Queen of Time is the thirteenth studio album by Finnish progressive metal band Amorphis, released worldwide on 18 May 2018 through Nuclear Blast. This is the first album since 1999's Tuonela to feature original bassist Olli-Pekka Laine who rejoined the band in 2017, making this the first time since 1994's Tales from the Thousand Lakes that all four original band members played together on an album.

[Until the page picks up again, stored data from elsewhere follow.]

mod bars;
mod envelope;
mod smoothing;

pub use bars::BarVisualizer;
pub use envelope::BarEnvelopeFollower;
pub use smoothing::{SmoothingMode, TemporalSmoother};

use std::sync::Arc;
use std::time::Instant;

use crate::audio::{FrameExchange, SpectrumFrame};
use crate::config::{BarConfig, SmoothingConfig, SpectrumConfig};
use crate::spectrum::{BandAggregator, BandFrame, OctaveBands};

/// Render-side chain: fetch the latest spectrum, fold it onto octave bands,
/// smooth it over time and animate bar heights.
///
/// Every setting is read per frame, so spectrum, smoothing and bar changes
/// take effect without restarting capture.
pub struct BarPipeline {
    exchange: Arc<FrameExchange<SpectrumFrame>>,
    octaves: &'static OctaveBands,
    smoother: TemporalSmoother,
    follower: BarEnvelopeFollower,
    last_frame: Option<Instant>,
    bands: BandFrame,
    /// Settings `bands` was computed with.
    computed_with: Option<(SpectrumConfig, SmoothingConfig)>,
}

impl BarPipeline {
    pub fn new(exchange: Arc<FrameExchange<SpectrumFrame>>) -> Self {
        Self {
            exchange,
            octaves: OctaveBands::global(),
            smoother: TemporalSmoother::new(),
            follower: BarEnvelopeFollower::new(),
            last_frame: None,
            bands: BandFrame::default(),
            computed_with: None,
        }
    }

    /// Band levels behind the most recent bar heights.
    #[cfg(test)]
    pub fn bands(&self) -> &BandFrame {
        &self.bands
    }

    /// Bar heights in pixels for this render tick, or an empty list if no
    /// audio has been captured yet.
    pub fn next_frame(
        &mut self,
        spectrum: &SpectrumConfig,
        smoothing: &SmoothingConfig,
        bars: &BarConfig,
        now: Instant,
    ) -> Vec<f64> {
        let Some(delivery) = self.exchange.fetch_latest_or_stale() else {
            return Vec::new();
        };
        let fresh = delivery.is_fresh();
        let frame = delivery.into_inner();

        // Re-showing the same block must not count twice in the smoothing history.
        let settings_changed = self
            .computed_with
            .as_ref()
            .map_or(true, |(s, m)| s != spectrum || m != smoothing);
        if fresh || settings_changed {
            self.update_bands(&frame, spectrum, smoothing);
        }

        let elapsed_ms = self
            .last_frame
            .map(|last| now.saturating_duration_since(last).as_secs_f64() * 1000.0)
            .unwrap_or(0.0);
        self.last_frame = Some(now);

        self.follower.follow(&self.bands.band_db, elapsed_ms, bars)
    }

    fn update_bands(
        &mut self,
        frame: &SpectrumFrame,
        spectrum: &SpectrumConfig,
        smoothing: &SmoothingConfig,
    ) {
        let centers = self.octaves.get_bands(
            spectrum.frequency_center,
            spectrum.bands_per_octave,
            spectrum.frequency_start,
            spectrum.frequency_end,
        );
        let aggregator = BandAggregator {
            bands_per_octave: spectrum.bands_per_octave.max(1),
            metric: spectrum.level,
            weighting: spectrum.weighting,
        };
        let mut bands = aggregator.aggregate(frame, &centers);
        bands.band_db = self
            .smoother
            .filter(&bands.band_db, smoothing.window_size, smoothing.mode);

        self.bands = bands;
        self.computed_with = Some((spectrum.clone(), smoothing.clone()));
    }
}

The album was produced by Jens Bogren, who was described as "a true brother in spirit."

Professional ratings
Review scores
| Source | Rating |
| Metal Injection | Star |
| Sputnikmusic | Star |
| Distorted Sound Magazine | Star |
| Blabbermouth | Star |
| Louder | Star |

==Critical reception==
Queen of Time received positive reviews upon release.

Blabbermouth praised the use of a variety of instruments such as flutes, saxophone, reeds, or xylophones, calling the compositions "long, layered and resonant".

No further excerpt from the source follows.